__Action item__
Go through the following data and transcribe exactly the stretch of lines from the one holding "match (loaded, config.on_load_failure)" to the one holding "(Err(e), LoadFailurePolicy::Fallback) =>", both included.

= = =

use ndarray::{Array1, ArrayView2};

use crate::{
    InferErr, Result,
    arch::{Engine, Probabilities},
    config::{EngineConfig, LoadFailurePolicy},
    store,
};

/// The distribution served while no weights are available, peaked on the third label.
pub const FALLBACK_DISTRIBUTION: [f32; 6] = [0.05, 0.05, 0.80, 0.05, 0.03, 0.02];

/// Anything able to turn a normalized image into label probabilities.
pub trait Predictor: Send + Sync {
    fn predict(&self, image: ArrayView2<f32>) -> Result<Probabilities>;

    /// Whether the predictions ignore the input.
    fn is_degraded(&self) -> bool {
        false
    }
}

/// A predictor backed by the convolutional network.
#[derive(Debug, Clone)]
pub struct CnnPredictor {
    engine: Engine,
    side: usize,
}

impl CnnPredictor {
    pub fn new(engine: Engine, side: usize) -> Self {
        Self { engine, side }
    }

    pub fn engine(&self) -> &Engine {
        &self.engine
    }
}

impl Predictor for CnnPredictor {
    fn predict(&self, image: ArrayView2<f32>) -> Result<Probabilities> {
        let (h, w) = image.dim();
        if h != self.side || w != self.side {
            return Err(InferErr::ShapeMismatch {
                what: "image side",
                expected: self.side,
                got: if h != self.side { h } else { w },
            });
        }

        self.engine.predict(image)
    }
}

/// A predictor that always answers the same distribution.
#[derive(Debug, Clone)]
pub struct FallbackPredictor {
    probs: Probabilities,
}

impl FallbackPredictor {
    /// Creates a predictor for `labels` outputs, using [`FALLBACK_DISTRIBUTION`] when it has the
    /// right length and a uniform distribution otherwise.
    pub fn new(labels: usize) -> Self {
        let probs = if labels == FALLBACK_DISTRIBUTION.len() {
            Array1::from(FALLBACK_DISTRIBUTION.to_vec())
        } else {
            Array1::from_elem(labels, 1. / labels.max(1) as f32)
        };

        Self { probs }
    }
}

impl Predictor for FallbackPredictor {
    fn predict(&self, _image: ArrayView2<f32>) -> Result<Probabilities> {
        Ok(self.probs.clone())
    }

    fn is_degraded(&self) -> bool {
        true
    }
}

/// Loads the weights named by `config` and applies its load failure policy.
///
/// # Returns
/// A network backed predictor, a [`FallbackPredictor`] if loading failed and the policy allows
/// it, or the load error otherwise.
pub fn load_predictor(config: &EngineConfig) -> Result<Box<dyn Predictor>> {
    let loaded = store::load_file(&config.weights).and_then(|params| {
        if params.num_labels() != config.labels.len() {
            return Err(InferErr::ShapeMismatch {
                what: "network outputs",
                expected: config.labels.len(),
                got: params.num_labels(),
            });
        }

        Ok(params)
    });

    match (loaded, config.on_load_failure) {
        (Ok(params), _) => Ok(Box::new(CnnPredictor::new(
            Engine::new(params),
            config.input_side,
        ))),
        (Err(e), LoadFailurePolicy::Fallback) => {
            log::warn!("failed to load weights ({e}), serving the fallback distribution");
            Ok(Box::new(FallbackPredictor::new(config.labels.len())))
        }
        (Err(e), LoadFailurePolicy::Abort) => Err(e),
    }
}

= = =

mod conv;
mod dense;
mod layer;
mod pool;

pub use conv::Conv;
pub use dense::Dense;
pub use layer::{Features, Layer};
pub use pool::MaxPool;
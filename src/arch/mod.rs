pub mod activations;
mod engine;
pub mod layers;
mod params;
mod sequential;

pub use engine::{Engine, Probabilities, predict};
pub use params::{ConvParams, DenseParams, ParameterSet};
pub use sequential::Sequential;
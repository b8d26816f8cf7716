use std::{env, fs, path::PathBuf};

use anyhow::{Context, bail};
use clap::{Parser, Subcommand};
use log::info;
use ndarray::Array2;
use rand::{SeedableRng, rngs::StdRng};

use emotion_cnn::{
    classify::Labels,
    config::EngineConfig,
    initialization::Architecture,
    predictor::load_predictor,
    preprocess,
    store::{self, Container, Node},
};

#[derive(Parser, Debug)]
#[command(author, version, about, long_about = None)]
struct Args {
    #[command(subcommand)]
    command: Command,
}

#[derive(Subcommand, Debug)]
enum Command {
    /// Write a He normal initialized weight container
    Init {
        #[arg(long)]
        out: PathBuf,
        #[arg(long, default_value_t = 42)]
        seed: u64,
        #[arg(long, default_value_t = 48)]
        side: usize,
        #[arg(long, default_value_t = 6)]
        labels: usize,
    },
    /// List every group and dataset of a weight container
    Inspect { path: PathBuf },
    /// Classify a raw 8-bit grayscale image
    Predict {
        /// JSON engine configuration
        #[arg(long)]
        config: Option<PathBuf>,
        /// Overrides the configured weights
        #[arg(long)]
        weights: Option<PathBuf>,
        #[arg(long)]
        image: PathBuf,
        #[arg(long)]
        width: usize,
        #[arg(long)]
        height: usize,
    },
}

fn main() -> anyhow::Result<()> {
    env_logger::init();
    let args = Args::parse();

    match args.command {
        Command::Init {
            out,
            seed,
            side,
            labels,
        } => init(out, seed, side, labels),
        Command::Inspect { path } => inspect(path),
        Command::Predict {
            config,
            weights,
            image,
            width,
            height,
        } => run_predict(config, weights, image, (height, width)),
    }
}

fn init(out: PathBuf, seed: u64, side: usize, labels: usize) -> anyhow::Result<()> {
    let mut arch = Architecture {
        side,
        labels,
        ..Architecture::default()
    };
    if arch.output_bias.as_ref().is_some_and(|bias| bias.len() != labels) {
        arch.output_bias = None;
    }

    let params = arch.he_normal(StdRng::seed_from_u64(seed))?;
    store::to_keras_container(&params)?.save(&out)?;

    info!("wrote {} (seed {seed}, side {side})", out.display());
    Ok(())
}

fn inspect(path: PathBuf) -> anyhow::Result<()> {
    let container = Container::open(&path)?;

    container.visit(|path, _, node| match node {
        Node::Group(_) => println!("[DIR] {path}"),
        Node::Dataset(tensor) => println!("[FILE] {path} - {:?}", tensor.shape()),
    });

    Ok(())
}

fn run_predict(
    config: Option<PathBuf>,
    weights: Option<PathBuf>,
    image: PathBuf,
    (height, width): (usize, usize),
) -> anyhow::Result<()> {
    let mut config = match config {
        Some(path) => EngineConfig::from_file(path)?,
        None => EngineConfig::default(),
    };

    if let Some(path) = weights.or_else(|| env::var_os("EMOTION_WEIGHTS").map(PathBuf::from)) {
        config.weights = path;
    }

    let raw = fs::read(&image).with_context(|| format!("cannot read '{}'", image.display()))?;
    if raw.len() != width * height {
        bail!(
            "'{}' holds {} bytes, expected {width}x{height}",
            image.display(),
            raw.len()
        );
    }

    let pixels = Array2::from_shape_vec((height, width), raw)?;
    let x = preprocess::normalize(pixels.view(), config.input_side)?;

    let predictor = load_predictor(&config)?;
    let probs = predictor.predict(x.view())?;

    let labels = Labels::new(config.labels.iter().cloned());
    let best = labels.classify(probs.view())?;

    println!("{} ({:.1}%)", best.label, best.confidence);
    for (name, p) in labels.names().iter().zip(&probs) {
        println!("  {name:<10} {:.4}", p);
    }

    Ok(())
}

= = =

__Exercise response__
    match (loaded, config.on_load_failure) {
        (Ok(params), _) => Ok(Box::new(CnnPredictor::new(
            Engine::new(params),
            config.input_side,
        ))),
        (Err(e), LoadFailurePolicy::Fallback) => {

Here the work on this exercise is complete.